(Exercise description)
Each line that includes "bool" must be copied from the records.

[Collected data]
++++++++++
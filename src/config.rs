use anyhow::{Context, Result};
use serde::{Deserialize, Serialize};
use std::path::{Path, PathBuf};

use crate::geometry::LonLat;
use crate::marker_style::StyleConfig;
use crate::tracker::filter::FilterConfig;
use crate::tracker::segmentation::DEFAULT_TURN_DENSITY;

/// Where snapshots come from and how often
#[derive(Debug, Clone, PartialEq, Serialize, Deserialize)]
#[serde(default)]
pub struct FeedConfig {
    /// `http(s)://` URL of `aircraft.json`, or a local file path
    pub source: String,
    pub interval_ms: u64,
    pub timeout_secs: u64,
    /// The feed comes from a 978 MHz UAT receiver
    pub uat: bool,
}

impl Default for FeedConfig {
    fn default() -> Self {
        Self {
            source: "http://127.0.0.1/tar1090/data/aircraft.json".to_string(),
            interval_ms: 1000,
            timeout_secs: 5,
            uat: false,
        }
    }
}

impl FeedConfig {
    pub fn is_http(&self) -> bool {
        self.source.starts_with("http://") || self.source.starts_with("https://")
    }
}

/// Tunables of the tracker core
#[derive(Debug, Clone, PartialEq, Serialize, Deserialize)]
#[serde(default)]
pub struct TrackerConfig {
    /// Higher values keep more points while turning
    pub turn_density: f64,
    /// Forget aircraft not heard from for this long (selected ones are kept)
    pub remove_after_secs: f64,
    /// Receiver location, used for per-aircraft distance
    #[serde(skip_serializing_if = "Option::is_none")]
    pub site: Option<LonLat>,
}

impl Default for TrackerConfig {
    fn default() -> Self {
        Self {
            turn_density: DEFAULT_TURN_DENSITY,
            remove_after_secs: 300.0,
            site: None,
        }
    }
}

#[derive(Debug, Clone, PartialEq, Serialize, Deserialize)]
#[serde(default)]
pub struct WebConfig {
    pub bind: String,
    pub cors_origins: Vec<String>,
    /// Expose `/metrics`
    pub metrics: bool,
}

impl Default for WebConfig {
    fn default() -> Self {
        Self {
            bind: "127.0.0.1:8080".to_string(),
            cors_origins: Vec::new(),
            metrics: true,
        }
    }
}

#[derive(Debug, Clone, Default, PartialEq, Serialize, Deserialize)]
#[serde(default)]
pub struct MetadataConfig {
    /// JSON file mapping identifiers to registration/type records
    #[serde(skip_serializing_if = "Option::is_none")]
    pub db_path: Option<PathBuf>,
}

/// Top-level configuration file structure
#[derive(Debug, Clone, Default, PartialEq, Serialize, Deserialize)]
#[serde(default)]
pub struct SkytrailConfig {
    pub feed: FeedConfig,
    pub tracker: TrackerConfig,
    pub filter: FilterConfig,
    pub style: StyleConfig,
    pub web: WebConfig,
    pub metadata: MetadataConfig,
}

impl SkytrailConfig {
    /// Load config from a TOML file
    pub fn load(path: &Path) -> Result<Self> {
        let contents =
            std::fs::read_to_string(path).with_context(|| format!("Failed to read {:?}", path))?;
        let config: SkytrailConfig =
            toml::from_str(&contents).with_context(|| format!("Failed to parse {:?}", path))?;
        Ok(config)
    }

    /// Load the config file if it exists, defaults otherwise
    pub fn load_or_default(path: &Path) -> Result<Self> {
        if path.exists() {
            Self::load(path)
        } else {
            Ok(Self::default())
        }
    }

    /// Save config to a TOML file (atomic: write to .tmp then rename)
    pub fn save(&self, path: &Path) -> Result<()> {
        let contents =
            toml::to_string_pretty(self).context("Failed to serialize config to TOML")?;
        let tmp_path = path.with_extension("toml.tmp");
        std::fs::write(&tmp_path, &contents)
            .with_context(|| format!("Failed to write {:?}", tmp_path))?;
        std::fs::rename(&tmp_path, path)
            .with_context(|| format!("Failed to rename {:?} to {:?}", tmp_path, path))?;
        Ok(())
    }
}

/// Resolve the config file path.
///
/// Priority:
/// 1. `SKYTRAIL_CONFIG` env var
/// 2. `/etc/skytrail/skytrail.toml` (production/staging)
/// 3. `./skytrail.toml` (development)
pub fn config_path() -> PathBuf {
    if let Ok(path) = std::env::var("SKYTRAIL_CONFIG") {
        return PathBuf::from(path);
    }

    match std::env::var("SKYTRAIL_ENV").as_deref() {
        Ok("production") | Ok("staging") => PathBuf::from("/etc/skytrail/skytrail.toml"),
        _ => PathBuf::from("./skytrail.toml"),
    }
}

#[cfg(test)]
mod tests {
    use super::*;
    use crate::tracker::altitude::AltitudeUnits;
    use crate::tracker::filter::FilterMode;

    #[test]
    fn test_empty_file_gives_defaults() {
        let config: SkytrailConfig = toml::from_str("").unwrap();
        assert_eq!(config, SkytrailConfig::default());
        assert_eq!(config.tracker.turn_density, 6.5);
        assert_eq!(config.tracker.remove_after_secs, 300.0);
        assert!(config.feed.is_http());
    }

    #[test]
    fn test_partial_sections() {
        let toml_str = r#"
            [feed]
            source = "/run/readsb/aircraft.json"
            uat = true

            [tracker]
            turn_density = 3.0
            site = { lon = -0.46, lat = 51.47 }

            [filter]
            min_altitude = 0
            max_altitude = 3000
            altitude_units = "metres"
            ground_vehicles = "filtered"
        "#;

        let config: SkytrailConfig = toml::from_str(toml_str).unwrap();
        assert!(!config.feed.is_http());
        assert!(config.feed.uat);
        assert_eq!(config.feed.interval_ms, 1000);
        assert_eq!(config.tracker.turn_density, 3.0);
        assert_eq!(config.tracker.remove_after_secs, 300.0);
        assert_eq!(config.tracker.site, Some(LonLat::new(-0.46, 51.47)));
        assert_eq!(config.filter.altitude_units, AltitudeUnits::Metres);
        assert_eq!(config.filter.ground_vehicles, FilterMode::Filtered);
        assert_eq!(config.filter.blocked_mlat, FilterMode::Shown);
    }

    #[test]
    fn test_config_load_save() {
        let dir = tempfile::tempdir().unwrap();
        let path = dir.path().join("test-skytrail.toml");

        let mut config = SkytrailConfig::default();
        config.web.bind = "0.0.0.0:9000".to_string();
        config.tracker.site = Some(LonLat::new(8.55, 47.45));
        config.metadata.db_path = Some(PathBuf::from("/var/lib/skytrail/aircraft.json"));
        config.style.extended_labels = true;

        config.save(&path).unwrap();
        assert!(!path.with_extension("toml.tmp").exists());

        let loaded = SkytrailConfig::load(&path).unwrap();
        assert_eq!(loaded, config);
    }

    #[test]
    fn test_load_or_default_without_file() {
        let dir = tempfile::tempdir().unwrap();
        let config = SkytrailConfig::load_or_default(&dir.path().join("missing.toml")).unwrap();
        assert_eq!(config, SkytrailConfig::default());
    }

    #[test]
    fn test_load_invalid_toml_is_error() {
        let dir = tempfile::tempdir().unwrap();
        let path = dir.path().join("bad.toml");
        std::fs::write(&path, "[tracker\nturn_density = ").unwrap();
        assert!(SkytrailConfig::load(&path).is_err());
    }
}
++++++++++
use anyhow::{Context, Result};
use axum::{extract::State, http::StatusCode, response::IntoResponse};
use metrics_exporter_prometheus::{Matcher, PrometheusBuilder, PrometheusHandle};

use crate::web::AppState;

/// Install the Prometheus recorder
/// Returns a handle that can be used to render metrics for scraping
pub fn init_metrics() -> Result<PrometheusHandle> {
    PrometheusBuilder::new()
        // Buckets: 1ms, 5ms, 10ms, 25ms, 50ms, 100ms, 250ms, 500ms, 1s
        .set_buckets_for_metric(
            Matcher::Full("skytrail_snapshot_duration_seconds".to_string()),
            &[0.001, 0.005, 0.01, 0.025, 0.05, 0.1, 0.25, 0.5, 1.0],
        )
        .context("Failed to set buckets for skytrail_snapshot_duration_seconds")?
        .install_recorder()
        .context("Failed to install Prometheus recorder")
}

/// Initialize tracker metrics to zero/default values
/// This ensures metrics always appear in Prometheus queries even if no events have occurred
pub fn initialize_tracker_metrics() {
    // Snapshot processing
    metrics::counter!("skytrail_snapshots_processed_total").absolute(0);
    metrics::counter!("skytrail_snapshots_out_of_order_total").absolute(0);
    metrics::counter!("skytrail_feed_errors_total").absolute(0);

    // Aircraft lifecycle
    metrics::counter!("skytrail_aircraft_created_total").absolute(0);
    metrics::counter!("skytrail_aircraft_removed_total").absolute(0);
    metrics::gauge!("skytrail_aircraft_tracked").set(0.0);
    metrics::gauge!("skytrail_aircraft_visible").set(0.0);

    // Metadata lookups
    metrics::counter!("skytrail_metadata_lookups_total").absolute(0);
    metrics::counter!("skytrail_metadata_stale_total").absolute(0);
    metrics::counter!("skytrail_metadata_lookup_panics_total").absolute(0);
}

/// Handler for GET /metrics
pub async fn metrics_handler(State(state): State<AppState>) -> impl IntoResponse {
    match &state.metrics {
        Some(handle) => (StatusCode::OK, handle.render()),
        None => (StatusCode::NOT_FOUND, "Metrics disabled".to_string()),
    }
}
++++++++++
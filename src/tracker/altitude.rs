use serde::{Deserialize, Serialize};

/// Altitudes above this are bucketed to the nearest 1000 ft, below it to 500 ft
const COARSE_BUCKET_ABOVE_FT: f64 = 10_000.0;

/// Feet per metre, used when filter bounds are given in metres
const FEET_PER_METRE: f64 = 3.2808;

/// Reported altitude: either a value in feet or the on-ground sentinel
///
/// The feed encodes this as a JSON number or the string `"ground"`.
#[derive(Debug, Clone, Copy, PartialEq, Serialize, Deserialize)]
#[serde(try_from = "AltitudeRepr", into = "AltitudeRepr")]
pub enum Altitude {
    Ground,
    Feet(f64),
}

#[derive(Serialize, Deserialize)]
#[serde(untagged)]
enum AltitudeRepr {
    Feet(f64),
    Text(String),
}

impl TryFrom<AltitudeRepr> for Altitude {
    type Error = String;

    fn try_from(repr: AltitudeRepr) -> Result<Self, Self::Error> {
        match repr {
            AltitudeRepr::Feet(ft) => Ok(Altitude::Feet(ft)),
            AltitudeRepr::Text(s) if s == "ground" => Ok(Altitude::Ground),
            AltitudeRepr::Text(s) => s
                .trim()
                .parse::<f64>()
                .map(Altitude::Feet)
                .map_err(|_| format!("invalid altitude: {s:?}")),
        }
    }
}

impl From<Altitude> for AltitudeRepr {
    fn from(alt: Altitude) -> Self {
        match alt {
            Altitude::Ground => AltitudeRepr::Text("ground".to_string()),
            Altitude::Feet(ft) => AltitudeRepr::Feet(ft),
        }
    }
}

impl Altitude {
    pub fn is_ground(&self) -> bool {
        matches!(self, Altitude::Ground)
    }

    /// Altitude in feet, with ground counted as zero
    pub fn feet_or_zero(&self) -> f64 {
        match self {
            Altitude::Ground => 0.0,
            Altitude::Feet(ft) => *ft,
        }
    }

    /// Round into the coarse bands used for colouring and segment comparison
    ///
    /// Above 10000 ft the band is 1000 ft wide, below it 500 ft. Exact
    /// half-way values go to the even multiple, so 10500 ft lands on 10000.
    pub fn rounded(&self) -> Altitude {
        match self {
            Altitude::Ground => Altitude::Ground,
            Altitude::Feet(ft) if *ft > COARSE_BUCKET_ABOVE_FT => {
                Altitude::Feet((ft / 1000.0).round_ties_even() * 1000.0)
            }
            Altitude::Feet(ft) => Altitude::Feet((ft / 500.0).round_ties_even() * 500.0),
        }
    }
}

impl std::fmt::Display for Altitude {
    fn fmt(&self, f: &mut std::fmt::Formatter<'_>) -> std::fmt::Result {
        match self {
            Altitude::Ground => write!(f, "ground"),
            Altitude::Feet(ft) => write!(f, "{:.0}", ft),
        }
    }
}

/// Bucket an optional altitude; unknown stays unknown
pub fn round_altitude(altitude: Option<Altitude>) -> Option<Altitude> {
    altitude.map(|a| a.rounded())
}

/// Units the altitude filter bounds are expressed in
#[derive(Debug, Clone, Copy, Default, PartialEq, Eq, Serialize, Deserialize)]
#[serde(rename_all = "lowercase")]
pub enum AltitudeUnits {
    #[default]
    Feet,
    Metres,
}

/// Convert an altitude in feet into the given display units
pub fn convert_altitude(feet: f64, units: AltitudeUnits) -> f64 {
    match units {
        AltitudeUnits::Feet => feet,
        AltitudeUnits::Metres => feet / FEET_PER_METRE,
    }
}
++++++++++
(Result for this exercise)
    pub uat: bool,
    pub fn is_http(&self) -> bool {
    pub metrics: bool,
    pub fn is_ground(&self) -> bool {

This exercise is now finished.